For the poet, it came down to a single wish: growth. Can you tell me how? She asked, bare against the elements. There was singing by the burial ground, and she remembered the childhood friends that spoke of immortality––one by one and then were gone. Just before they fell, they imagined themselves suns.

Later, she went to the school of omission. It is possible in a dream to be a guest in the land of the dead. There, she met a blind woman on a low bench, chewing. You are much better company than the ones who think themselves gods, she said, and they wrote for a long time together, there by the light of the axe.

Blur

In memoriam.

It has been said that the fade of memory is a symptom of decaying sense. One loses the outline, the detail, over time. Color washed into water, the old forms oceanic, and yet. A blurred thing may be as particular as anything sharp. For some of these, the blur itself was the essence: reflection on water, the texture of sky, your life. Don’t make this love a bullet or a blade, and I won’t reduce its music to a marching drum. 

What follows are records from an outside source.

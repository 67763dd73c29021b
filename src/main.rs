// ==========================================
// 考勤导入系统 - 命令行入口
// ==========================================
// 流程: 读取配置 → 加载文件 → 过滤/排序 → 打印汇总 → 导出报表
// ==========================================

use anyhow::Context;
use attendance_ingest::api::AttendanceApi;
use attendance_ingest::config::IngestConfig;
use attendance_ingest::domain::types::{SortDirection, SortKey};
use attendance_ingest::domain::EmployeeSummary;
use attendance_ingest::engine::{SortState, ViewState};
use attendance_ingest::exporter::default_export_stem;
use clap::Parser;
use std::path::PathBuf;

/// 考勤导出表汇总工具
#[derive(Parser, Debug)]
#[command(
    name = "attendance-report",
    about = "Summarize time-and-attendance export sheets (.xlsx/.xls/.csv) per employee",
    version
)]
struct Args {
    /// 考勤导出文件
    #[arg(value_name = "FILE")]
    input: PathBuf,

    /// JSON 配置文件
    #[arg(long, value_name = "PATH")]
    config: Option<PathBuf>,

    /// 按员工编号/姓名/部门过滤（不区分大小写）
    #[arg(short, long, default_value = "")]
    search: String,

    /// 只显示"有出勤但工时为 0"的员工
    #[arg(long)]
    issues_only: bool,

    /// 排序键: empId/name/dept/daysPresent/totalActualHours/equivalentDays
    #[arg(long, default_value = "empId")]
    sort: SortKey,

    /// 降序排序
    #[arg(long)]
    desc: bool,

    /// 报表输出目录（默认: 下载目录）
    #[arg(short, long, value_name = "DIR")]
    out_dir: Option<PathBuf>,

    /// 不导出报表文件
    #[arg(long)]
    no_export: bool,

    /// 以 JSON 输出汇总
    #[arg(long)]
    json: bool,
}

fn main() -> anyhow::Result<()> {
    attendance_ingest::logging::init_with_default("warn");
    let args = Args::parse();

    tracing::info!("{} v{}", attendance_ingest::APP_NAME, attendance_ingest::VERSION);

    // 配置: 文件 → 环境变量
    let config = match &args.config {
        Some(path) => IngestConfig::from_json_file(path)?,
        None => IngestConfig::default(),
    }
    .with_env_overrides()?;

    let api = AttendanceApi::with_config(config);
    let loaded = api
        .load_file(&args.input)
        .with_context(|| format!("无法导入 {}", args.input.display()))?;

    let view = ViewState {
        search: args.search.clone(),
        issues_only: args.issues_only,
        sort: SortState {
            key: args.sort,
            direction: if args.desc {
                SortDirection::Desc
            } else {
                SortDirection::Asc
            },
        },
    };
    let summaries = api.query(&view)?;

    if args.json {
        println!("{}", serde_json::to_string_pretty(&summaries)?);
    } else {
        eprintln!(
            "表头行: {}  员工: {}  记录: {}  跳过空行: {}",
            loaded.header_row_index + 1,
            loaded.employees,
            loaded.records,
            loaded.skipped_rows
        );
        print_table(&summaries);
    }

    if !args.no_export {
        let out_dir = args
            .out_dir
            .clone()
            .or_else(dirs::download_dir)
            .unwrap_or_else(|| PathBuf::from("."));
        let stem = default_export_stem(chrono::Local::now().date_naive());
        let paths = api.export(&view, &out_dir, &stem)?;
        eprintln!("Summary: {}", paths.summary.display());
        eprintln!("Details: {}", paths.details.display());
    }

    Ok(())
}

fn print_table(summaries: &[EmployeeSummary]) {
    println!(
        "{:<14} {:<20} {:<16} {:>12} {:>12} {:>10}",
        "Employee ID", "Name", "Department", "Days Present", "Total Hours", "Equiv Days"
    );
    for s in summaries {
        let flag = if s.has_issue() { " !" } else { "" };
        println!(
            "{:<14} {:<20} {:<16} {:>12} {:>12.2} {:>10.2}{}",
            s.emp_id,
            s.name,
            s.department,
            s.days_present,
            s.total_actual_hours,
            s.equivalent_days,
            flag
        );
    }
}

For some, all learning is the remembering of what was already present in a soul before the dark days of sharp derangement before our bodies spilled into the soil. My brother’s blood is not your warpaint and my mother’s cry is not a call to your next battle. Wait.

When sense becomes senseless, let me blur with you, brother, that I may learn your life in concert with my own. Let the blood-drenched soil bloom until some new music comes. We are all out of tune. Teach yourself to us, again.